Chew tues reviews: Dark Avengers #14 & Punisher Max #4
February 23rd, 2010
Dark Avengers #14 by Brian Bendis, Mike Deodato & Rain Beredo
The characters demonstrate the expected dialogue ticks, the speech balloons are bloated fit to burst, and the most powerful people on the planet don’t kick anyone in the face or blow up any universes, but instead sit around having Important Conversations About Themselves. If you asked someone who didn’t like Bendis’s work to describe one of his comics this is exactly the sort of thing they would come up with. A move away from what the genre supposedly does best – ideas, iconography, adventure, action, scale – towards character psychology, character motivation, and character relationships.

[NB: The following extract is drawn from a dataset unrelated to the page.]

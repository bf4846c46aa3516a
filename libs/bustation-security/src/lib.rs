//! Security primitives shared by the gateway and the resource modules.

mod context;

pub use context::{SecurityContext, SecurityContextBuilder};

But the superhero genre is a flexible beast, flexible enough for some to question whether it should be considered a genre at all, and in recent years Bendis’s best work has played a not insignificant role in highlighting this fact. If all superhero comics were like this I would have a problem but they’re not so I don’t. The fact is that Bendis does what he does well, on the whole he writes plausible people who behave plausibly and gives them plausible and fun problems to chew over. In the mighty Marvel manner he understands that one very effective way to build drama is from the characters up rather than from the plot down, an approach which is particularly useful here because it gives him a way to tackle the problem of water treading, a by product of this issue’s logistical relationship to the Siege miniseries.
This issue finds us splunked into Siege without a motor, cast drift on a plot-lite sea with only a lot of character-centric chat for company, but, given that the Siege is Bendis’s baby and that characters inevitably form the bulk of his plots’ atomic structures, it is inherently interesting. By way of an example, the tension between Norman Osborn the public servant, Norman Osborn the power hungry megalomaniac, and Norman Osborn the Green Goblin in waiting is a live and important issue. Victoria Hand’s suggestion that Osborn is working himself so hard precisely because he wants to force himself to snap and become the Goblin adds colour to what has gone before and considerable drama to the current proceedings, especially when you consider that later in the issue he finds himself trying to talk the Sentry down from destroying the world, and that next week he plans on invading Asgard.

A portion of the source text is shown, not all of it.